The ISMS Governance and Audit Resource will play a key role in the implementation and maintenance of our Information Security Management System (ISMS) in accordance with ISO 27001 standards. This individual will be responsible for overseeing the governance of our ISMS framework, conducting regular audits to ensure compliance, and driving continuous improvement initiatives to enhance our information security posture.

Role & responsibilities:

1. ISMS Implementation: Lead the implementation of the ISMS framework based on ISO 27001 standards, including the development of policies, procedures, and controls to mitigate information security risks.

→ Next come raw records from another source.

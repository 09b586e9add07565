//! Job submission and status endpoints
//!
//! POST /api/slushify       multipart upload → transform job (`/api/vaporize` alias)
//! GET  /api/status/:job_id job snapshot
//! POST /api/adjust/:job_id single-effect adjustment of a previous output

use axum::{
    body::Bytes,
    extract::{DefaultBodyLimit, Multipart, Path, State},
    http::StatusCode,
    routing::{get, post},
    Json, Router,
};
use chrono::{DateTime, Utc};
use serde::{Deserialize, Serialize};
use std::collections::HashMap;
use std::path::PathBuf;
use uuid::Uuid;

use crate::error::{ApiError, ApiResult, VaporError};
use crate::jobs::{Job, JobKind, JobState, TransformRequest};
use crate::options::ProcessingOptions;
use crate::pipeline::TempFiles;
use crate::AppState;

/// Preset used when the upload names none
pub const DEFAULT_PRESET: &str = "slushwave";

/// Largest accepted multipart body
pub const MAX_UPLOAD_BYTES: usize = 200 * 1024 * 1024;

/// Response for an accepted job
#[derive(Debug, Serialize, Deserialize)]
pub struct SubmitResponse {
    pub task_id: Uuid,
    pub status_url: String,
}

impl SubmitResponse {
    fn accepted(job_id: Uuid) -> (StatusCode, Json<SubmitResponse>) {
        (
            StatusCode::ACCEPTED,
            Json(SubmitResponse {
                task_id: job_id,
                status_url: format!("/api/status/{}", job_id),
            }),
        )
    }
}

/// Job snapshot as seen by pollers
#[derive(Debug, Serialize, Deserialize)]
pub struct StatusResponse {
    pub job_id: Uuid,
    pub kind: JobKind,
    pub state: JobState,
    /// Human-readable progress or outcome
    pub status: String,
    #[serde(skip_serializing_if = "Option::is_none")]
    pub result: Option<String>,
    #[serde(skip_serializing_if = "Option::is_none")]
    pub result_url: Option<String>,
    #[serde(skip_serializing_if = "Option::is_none")]
    pub error: Option<String>,
    pub created_at: DateTime<Utc>,
    #[serde(skip_serializing_if = "Option::is_none")]
    pub finished_at: Option<DateTime<Utc>>,
}

impl From<Job> for StatusResponse {
    fn from(job: Job) -> Self {
        let status = match job.state {
            JobState::Pending => "Pending...".to_string(),
            JobState::InProgress => job.progress_note.clone(),
            JobState::Succeeded => "Task completed!".to_string(),
            JobState::Failed => job.error.clone().unwrap_or_else(|| job.progress_note.clone()),
        };
        let result_url = job
            .result_path
            .as_ref()
            .and_then(|p| p.file_name())
            .map(|name| format!("/api/outputs/{}", name.to_string_lossy()));

        Self {
            job_id: job.id,
            kind: job.kind,
            state: job.state,
            status,
            result: job.result_path.map(|p| p.display().to_string()),
            result_url,
            error: job.error,
            created_at: job.created_at,
            finished_at: job.finished_at,
        }
    }
}

/// Body of POST /api/adjust/:job_id
#[derive(Debug, Default, Deserialize)]
pub struct AdjustRequest {
    pub effect_name: Option<String>,
    pub effect_params: Option<HashMap<String, f64>>,
}

/// POST /api/slushify
///
/// Multipart fields: `file` (required), `preset`, `reference_file`,
/// `options` (JSON ProcessingOptions).
pub async fn vaporize(
    State(state): State<AppState>,
    mut multipart: Multipart,
) -> ApiResult<(StatusCode, Json<SubmitResponse>)> {
    // Saved files are removed again unless a job takes them over
    let mut saved = TempFiles::new();
    let mut upload: Option<(PathBuf, String)> = None;
    let mut reference: Option<PathBuf> = None;
    let mut preset: Option<String> = None;
    let mut options: Option<ProcessingOptions> = None;

    while let Some(field) = multipart
        .next_field()
        .await
        .map_err(|e| ApiError::BadRequest(format!("Malformed multipart body: {}", e)))?
    {
        let name = field.name().unwrap_or_default().to_string();
        match name.as_str() {
            "file" | "reference_file" => {
                let filename = field.file_name().map(sanitize_filename).unwrap_or_default();
                let data = field
                    .bytes()
                    .await
                    .map_err(|e| ApiError::BadRequest(format!("Failed to read {}: {}", name, e)))?;

                if filename.is_empty() {
                    if name == "file" {
                        return Err(ApiError::BadRequest("No selected file".into()));
                    }
                    continue;
                }

                let path = state
                    .uploads_dir
                    .join(format!("{}_{}", Uuid::new_v4(), filename));
                saved.track(path.clone());
                tokio::fs::write(&path, &data).await?;
                tracing::debug!(
                    field = %name,
                    path = %path.display(),
                    bytes = data.len(),
                    "Upload saved"
                );

                if name == "file" {
                    upload = Some((path, filename));
                } else {
                    reference = Some(path);
                }
            }
            "preset" => {
                let value = field
                    .text()
                    .await
                    .map_err(|e| ApiError::BadRequest(format!("Failed to read preset: {}", e)))?;
                if !value.trim().is_empty() {
                    preset = Some(value.trim().to_string());
                }
            }
            "options" => {
                let value = field
                    .text()
                    .await
                    .map_err(|e| ApiError::BadRequest(format!("Failed to read options: {}", e)))?;
                let parsed = serde_json::from_str(&value)
                    .map_err(|e| ApiError::BadRequest(format!("Invalid options JSON: {}", e)))?;
                options = Some(parsed);
            }
            other => tracing::debug!(field = %other, "Ignoring unknown multipart field"),
        }
    }

    let (input, original_filename) =
        upload.ok_or_else(|| ApiError::BadRequest("No file part".into()))?;

    let mut options = options.unwrap_or_default();
    match preset {
        Some(p) => options.preset = Some(p),
        None if options.preset.is_none() => options.preset = Some(DEFAULT_PRESET.to_string()),
        None => {}
    }

    let job_id = state
        .orchestrator
        .submit_transform(TransformRequest {
            input,
            original_filename,
            options,
            reference,
        })
        .map_err(|e| record_failure(&state, e))?;

    // The job owns the uploads now
    saved.release();

    Ok(SubmitResponse::accepted(job_id))
}

/// GET /api/status/:job_id
pub async fn job_status(
    State(state): State<AppState>,
    Path(job_id): Path<String>,
) -> ApiResult<Json<StatusResponse>> {
    let job = Uuid::parse_str(&job_id)
        .ok()
        .and_then(|id| state.orchestrator.status(&id))
        .ok_or_else(|| ApiError::NotFound(format!("Job not found: {}", job_id)))?;

    tracing::debug!(job_id = %job.id, state = ?job.state, "Status query");
    Ok(Json(job.into()))
}

/// POST /api/adjust/:job_id
pub async fn adjust(
    State(state): State<AppState>,
    Path(job_id): Path<String>,
    body: Bytes,
) -> ApiResult<(StatusCode, Json<SubmitResponse>)> {
    let request: AdjustRequest = if body.is_empty() {
        AdjustRequest::default()
    } else {
        serde_json::from_slice(&body)
            .map_err(|e| ApiError::BadRequest(format!("Invalid adjustment data provided: {}", e)))?
    };

    let new_id = state
        .orchestrator
        .submit_adjust(&job_id, request.effect_name, request.effect_params)
        .map_err(|e| record_failure(&state, e))?;

    Ok(SubmitResponse::accepted(new_id))
}

/// Remember server-side failures for /health
fn record_failure(state: &AppState, error: VaporError) -> ApiError {
    let api_error = ApiError::from(error);
    if matches!(api_error, ApiError::Internal(_) | ApiError::Io(_)) {
        if let Ok(mut last_error) = state.last_error.try_write() {
            *last_error = Some(api_error.to_string());
        }
    }
    api_error
}

/// Reduce a client filename to a safe single path component
///
/// Keeps ASCII letters, digits, `.`, `-` and `_`; whitespace becomes `_`;
/// leading dots and underscores are dropped.
pub fn sanitize_filename(name: &str) -> String {
    let base = name.rsplit(|c: char| c == '/' || c == '\\').next().unwrap_or_default();
    let cleaned: String = base
        .chars()
        .filter_map(|c| match c {
            c if c.is_ascii_alphanumeric() || matches!(c, '.' | '-' | '_') => Some(c),
            c if c.is_whitespace() => Some('_'),
            _ => None,
        })
        .collect();
    cleaned.trim_start_matches(|c: char| c == '.' || c == '_').to_string()
}

pub fn job_routes() -> Router<AppState> {
    Router::new()
        .route("/api/slushify", post(vaporize))
        .route("/api/vaporize", post(vaporize))
        .route("/api/status/:job_id", get(job_status))
        .route("/api/adjust/:job_id", post(adjust))
        .layer(DefaultBodyLimit::max(MAX_UPLOAD_BYTES))
}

2. Governance Oversight: Establish and maintain governance processes to ensure the effective management of the ISMS, including regular review and update of policies and procedures, risk assessments, and compliance monitoring.

3. Audit Management: Plan and conduct internal audits of the ISMS to assess compliance with ISO 27001 requirements, identify areas for improvement, and track corrective actions to closure.

4. External Audit Support: Coordinate external audits conducted by certification bodies or regulatory authorities, including preparation of documentation, participation in audit interviews, and addressing audit findings.

5. Risk Management: Collaborate with cross-functional teams to identify, assess, and prioritize information security risks, and develop risk treatment plans to mitigate identified risks.

6. Training and Awareness: Develop and deliver training programs to raise awareness of information security best practices among employees, contractors, and other stakeholders.

7. Continuous Improvement: Drive continuous improvement initiatives to enhance the effectiveness and efficiency of the ISMS, leveraging industry best practices and lessons learned from audits and incidents.

8. Documentation Management: Maintain accurate and up-to-date documentation of the ISMS, including policies, procedures, risk assessments, audit reports, and other relevant records.

9. Other coordination efforts: Involves coordination with Bank team from perspective of IS governance, risk management and implementation of controls.

Education and Certifications:

• Bachelors degree in Computer Science, Information Security, or a related field; Masters degree preferred.
• At least [4] years of experience in information security roles.
• Knowledge of relevant security frameworks and standards, such as OWASP, NIST SP 800-115, and PCI DSS.
• Relevant certifications such as ISO27001 LA/LI, CISA, or equivalent, are highly desirable.
• Strong leadership and interpersonal skills, with the ability to effectively communicate and collaborate with technical and non-technical stakeholders.
• Excellent analytical and problem-solving skills, with a keen attention to detail.
• Good knowledge of MS office especially document writing and Microsoft excel.